Does he wind up sounding like a groundbreaking Gonzo journalist? Well, yes, he certainly does sound like one from Beer and Loathing’s clearly allusive title to its stream-of-consciousness comma splices. What’s lacking is the sense that this superficial similarity matters, that Beer and Loathing is any more than a freshman composition instructor’s last-chance paean to the literary idol of his drink- and drug-filled undergraduate days. What’s lacking is the sense that we, Strausbaugh’s readers, couldn’t have done just as well ourselves.

So how did I come into possession of a copy of Beer and Loathing in Panama City? The answer is rather illuminating, as it sheds some light on both the book’s quality and the larger systems that produced it.

Long ago, editors like Max Perkins steered great authors like Fitzgerald, Hemingway and Wolfe through the writing process, making sure that their products were truly worthy of publication. Over time, as printing got cheaper and good editors got more expensive, this approach began to fall by the wayside. Any book that seemed likely to capture an “audience” could be printed quickly and abandoned even faster if its promise didn’t pan out.

Online self-publishing takes this niche-writing to the extreme, allowing writers to directly target near-microscopic audiences without the large expenses incurred in traditional self-publishing.

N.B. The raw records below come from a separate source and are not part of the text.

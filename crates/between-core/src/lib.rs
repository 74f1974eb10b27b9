#![forbid(unsafe_code)]
//! between-core library.
//!
//! Shortest-path enumeration and betweenness centrality for undirected,
//! unweighted graphs.
//!
//! # Conventions
//!
//! - **Errors**: Library functions return [`error::Result`] with a typed
//!   [`GraphError`]. Config loading uses `anyhow::Result`.
//! - **Logging**: Use `tracing` macros (`info!`, `warn!`, `debug!`, `trace!`).
//!
//! # Pipeline
//!
//! ```text
//! (vertices, edges)
//!        ↓  graph::UndirectedGraph::new()
//! UndirectedGraph (validated, immutable)
//!        ↓  paths::distance() / paths::all_shortest_paths()
//! shortest paths per vertex pair
//!        ↓  metrics::betweenness_centrality()
//! per-vertex scores
//!        ↓  metrics::top_by_centrality()
//! vertices attaining the maximum
//! ```
//!
//! [`Analyzer`] bundles a graph with an [`AnalysisConfig`] and runs the same
//! queries on a `rayon` pool.

pub mod analyzer;
pub mod cancel;
pub mod config;
pub mod error;
pub mod graph;
pub mod metrics;
pub mod paths;

pub use analyzer::Analyzer;
pub use cancel::Cancellation;
pub use config::{AnalysisConfig, DisconnectedPolicy, Method};
pub use error::{ErrorCode, GraphError};
pub use graph::{UndirectedGraph, VertexId};
pub use metrics::{TiePolicy, VertexScore};
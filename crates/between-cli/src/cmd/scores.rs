//! `between scores`: raw and normalized betweenness of every vertex.

use std::io::Write;

use between_core::{Analyzer, VertexScore};
use clap::Args;

use crate::cmd::{GraphArg, RunContext, load};
use crate::output::{pretty_rule, render};
use crate::timing;

#[derive(Args, Debug)]
pub struct ScoresArgs {
    #[command(flatten)]
    pub graph: GraphArg,

    /// Order by descending score instead of input order.
    #[arg(long)]
    pub sort: bool,

    /// Show only the first N rows.
    #[arg(long, value_name = "N")]
    pub limit: Option<usize>,
}

pub fn run_scores(args: &ScoresArgs, ctx: &RunContext) -> anyhow::Result<()> {
    let (_, graph) = load(&args.graph.file)?;
    let analyzer = Analyzer::new(&graph, ctx.config.clone())?;

    let mut scores = timing::timed("scores", || analyzer.scores())?;
    if args.sort {
        // Stable, so equal scores keep input order.
        scores.sort_by(|a, b| b.score.total_cmp(&a.score));
    }
    if let Some(limit) = args.limit {
        scores.truncate(limit);
    }

    render(
        ctx.output,
        &scores,
        |s, w| write_text(s, w),
        |s, w| write_pretty(s, w),
    )
}

fn write_text(scores: &[VertexScore], w: &mut dyn Write) -> std::io::Result<()> {
    for s in scores {
        writeln!(w, "{} {} {}", s.vertex, s.score, s.normalized)?;
    }
    Ok(())
}

fn write_pretty(scores: &[VertexScore], w: &mut dyn Write) -> std::io::Result<()> {
    writeln!(w, "{:>12}  {:>14}  {:>10}", "vertex", "betweenness", "normalized")?;
    pretty_rule(w)?;
    for s in scores {
        writeln!(w, "{:>12}  {:>14.6}  {:>10.6}", s.vertex, s.score, s.normalized)?;
    }
    Ok(())
}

Thanks to Web sites like Lulu and BookSurge (which publishes on-demand copies of Beer and Loathing), the best and worst of literature are both more available than ever before.

From sub-genre-specific treatises such as Lexicon Urthus: A Dictionary for the Urth Cycle to universally-accessible works like Office Slave: Books I and II to the extremely long-titled How to Get ANY MAN to Do ANYTHING You Want! How to Find the Ones You REALLY Want. How to GET Them. How to Get Them to Buy You Stuff!!, the magical world of online self-publishing means that just about anyone can read or write just about anything at just about any time.

Granted, not every self-publisher is a Tom Paine-in-waiting. For every Common Sense, you’ve got, say, 80,000 Beer and Loathings.

OK, so the Paine comparison may have been a little unfair. At the same time, however, the people who do seem to be reading these books also seem to be liking them: the Office Slave books averaged a 3.5 out of 5 star rating at BookSurge (with eight ratings total), while Beer and Loathing comes in at an alarming 4.5 stars (with seven ratings).

So, exactly what is the point of all this? I’m not sure. Online self-publishing could be (as its proponents claim) the next big thing or just another manifestation of an old tradition known for catering to extremists, unappreciated masters and utterly-forgettable amateurs. Again, I’m not sure – but after reading Beer and Loathing, I’m inclined to go with the latter.